What Are the Steps for Endoscope Reprocessing?
The standard sequence includes point-of-use precleaning, leak testing, manual cleaning, visual inspection, HLD or sterilization, rinsing, drying, and proper storage. Each step must follow the manufacturer's IFU and be documented for compliance.

What Is the Difference Between HLD and Sterilization for Endoscopes?
HLD eliminates most pathogens except some bacterial spores, while sterilization eliminates all microbial life. AAMI ST91:2021 recommends sterilization for high-risk endoscopes when the device and facility infrastructure allow it.

How Long Can a Reprocessed Endoscope Be Stored?
The September 2025 Joint Commission multisociety guidance made no specific recommendation on storage duration limits. Follow your manufacturer's IFU and facility policy, and err toward reprocessing before use if the storage period is uncertain.

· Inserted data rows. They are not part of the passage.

use std::{
    future::Future,
    pin::Pin,
    task::{Context, Poll},
};

use crate::{
    domain::{VolumeStatus, Week, WeeklyVolume, WeeklyVolumeHistory},
    ports::{
        database::{DatabasePort, VolumeFilter},
        directory::DirectoryPort,
        membership::MembershipPort,
    },
};
use chrono::NaiveDate;
use rust_decimal::Decimal;
use serde::Serialize;
use tower::Service;
use uuid::Uuid;

use super::{DomainLogic, Error};

/// Rows of a user, newest first
///
/// `start_date` bounds the first day of each week and `end_date` its last day.
#[derive(Debug, Clone, Default, PartialEq)]
pub struct GetUserWeeklyVolumesRequest {
    pub user_id: Uuid,
    pub status: Option<VolumeStatus>,
    pub start_date: Option<NaiveDate>,
    pub end_date: Option<NaiveDate>,
}

#[derive(Debug, Clone, Copy, PartialEq, Eq)]
pub struct GetWeeklyVolumeDetailRequest {
    pub id: Uuid,
}

#[derive(Debug, Clone, Copy, PartialEq, Eq)]
pub struct GetWeeklyVolumeHistoryRequest {
    pub weekly_volume_id: Uuid,
}

#[derive(Debug, Clone, Copy, PartialEq, Eq)]
pub struct GetWeeklyVolumeStatsRequest {
    pub week: Week,
}

/// Totals over every row of a week
#[derive(Debug, Clone, PartialEq, Serialize)]
pub struct WeeklyVolumeStats {
    pub week: Week,
    pub records: usize,
    pub total_left: Decimal,
    pub total_right: Decimal,
    pub total_volume: Decimal,
    pub pending: usize,
    pub processed: usize,
    pub cancelled: usize,
}

impl WeeklyVolumeStats {
    fn new(week: Week, rows: &[WeeklyVolume]) -> Self {
        let count = |status| rows.iter().filter(|v| v.status() == status).count();
        let total_left = rows.iter().map(WeeklyVolume::left_volume).sum::<Decimal>();
        let total_right = rows.iter().map(WeeklyVolume::right_volume).sum::<Decimal>();

        Self {
            week,
            records: rows.len(),
            total_left,
            total_right,
            total_volume: total_left + total_right,
            pending: count(VolumeStatus::Pending),
            processed: count(VolumeStatus::Processed),
            cancelled: count(VolumeStatus::Cancelled),
        }
    }
}

impl<D, U, M> Service<GetUserWeeklyVolumesRequest> for DomainLogic<D, U, M>
where
    D: DatabasePort + 'static,
    U: DirectoryPort + 'static,
    M: MembershipPort + 'static,
{
    type Response = Vec<WeeklyVolume>;
    type Error = Error;
    type Future = Pin<Box<dyn Future<Output = Result<Self::Response, Self::Error>> + Send>>;

    fn poll_ready(&mut self, _cx: &mut Context<'_>) -> Poll<Result<(), Self::Error>> {
        Poll::Ready(Ok(()))
    }

    fn call(&mut self, req: GetUserWeeklyVolumesRequest) -> Self::Future {
        let database = self.database.clone();
        Box::pin(async move {
            if let (Some(start), Some(end)) = (req.start_date, req.end_date) {
                if start > end {
                    return Err(Error::InvalidState(
                        format!("start date {start} is after end date {end}").into(),
                    ));
                }
            }
            let filter = VolumeFilter {
                user_id: Some(req.user_id),
                status: req.status,
                week: None,
                starts_on_or_after: req.start_date,
                ends_on_or_before: req.end_date,
            };
            Ok(database.list_weekly_volumes(filter).await?)
        })
    }
}

impl<D, U, M> Service<GetWeeklyVolumeDetailRequest> for DomainLogic<D, U, M>
where
    D: DatabasePort + 'static,
    U: DirectoryPort + 'static,
    M: MembershipPort + 'static,
{
    type Response = WeeklyVolume;
    type Error = Error;
    type Future = Pin<Box<dyn Future<Output = Result<Self::Response, Self::Error>> + Send>>;

    fn poll_ready(&mut self, _cx: &mut Context<'_>) -> Poll<Result<(), Self::Error>> {
        Poll::Ready(Ok(()))
    }

    fn call(&mut self, req: GetWeeklyVolumeDetailRequest) -> Self::Future {
        let database = self.database.clone();
        Box::pin(async move {
            database
                .get_weekly_volume(req.id)
                .await?
                .ok_or_else(|| Error::NotFound(format!("weekly volume {}", req.id).into()))
        })
    }
}

impl<D, U, M> Service<GetWeeklyVolumeHistoryRequest> for DomainLogic<D, U, M>
where
    D: DatabasePort + 'static,
    U: DirectoryPort + 'static,
    M: MembershipPort + 'static,
{
    type Response = Vec<WeeklyVolumeHistory>;
    type Error = Error;
    type Future = Pin<Box<dyn Future<Output = Result<Self::Response, Self::Error>> + Send>>;

    fn poll_ready(&mut self, _cx: &mut Context<'_>) -> Poll<Result<(), Self::Error>> {
        Poll::Ready(Ok(()))
    }

    fn call(&mut self, req: GetWeeklyVolumeHistoryRequest) -> Self::Future {
        let database = self.database.clone();
        Box::pin(async move {
            let id = req.weekly_volume_id;
            if database.get_weekly_volume(id).await?.is_none() {
                return Err(Error::NotFound(format!("weekly volume {id}").into()));
            }
            Ok(database.list_volume_history(id).await?)
        })
    }
}

impl<D, U, M> Service<GetWeeklyVolumeStatsRequest> for DomainLogic<D, U, M>
where
    D: DatabasePort + 'static,
    U: DirectoryPort + 'static,
    M: MembershipPort + 'static,
{
    type Response = WeeklyVolumeStats;
    type Error = Error;
    type Future = Pin<Box<dyn Future<Output = Result<Self::Response, Self::Error>> + Send>>;

    fn poll_ready(&mut self, _cx: &mut Context<'_>) -> Poll<Result<(), Self::Error>> {
        Poll::Ready(Ok(()))
    }

    fn call(&mut self, req: GetWeeklyVolumeStatsRequest) -> Self::Future {
        let database = self.database.clone();
        Box::pin(async move {
            let rows = database
                .list_weekly_volumes(VolumeFilter {
                    week: Some(req.week),
                    ..Default::default()
                })
                .await?;
            Ok(WeeklyVolumeStats::new(req.week, &rows))
        })
    }
}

What Training Is Required for Endoscope Reprocessing Staff?
Staff must complete an initial competency assessment, annual re-validation, and manufacturer-specific IFU training for each scope model they process. All training and assessments must be documented and retrievable for surveyor review.

What Does the Joint Commission Look For in Endoscope Reprocessing?
Surveyors evaluate documented reprocessing protocols aligned with manufacturer IFU, staff competency records, chemical monitoring logs, storage conditions, and evidence of a quality assurance program. The focus is on whether written policy matches observed practice.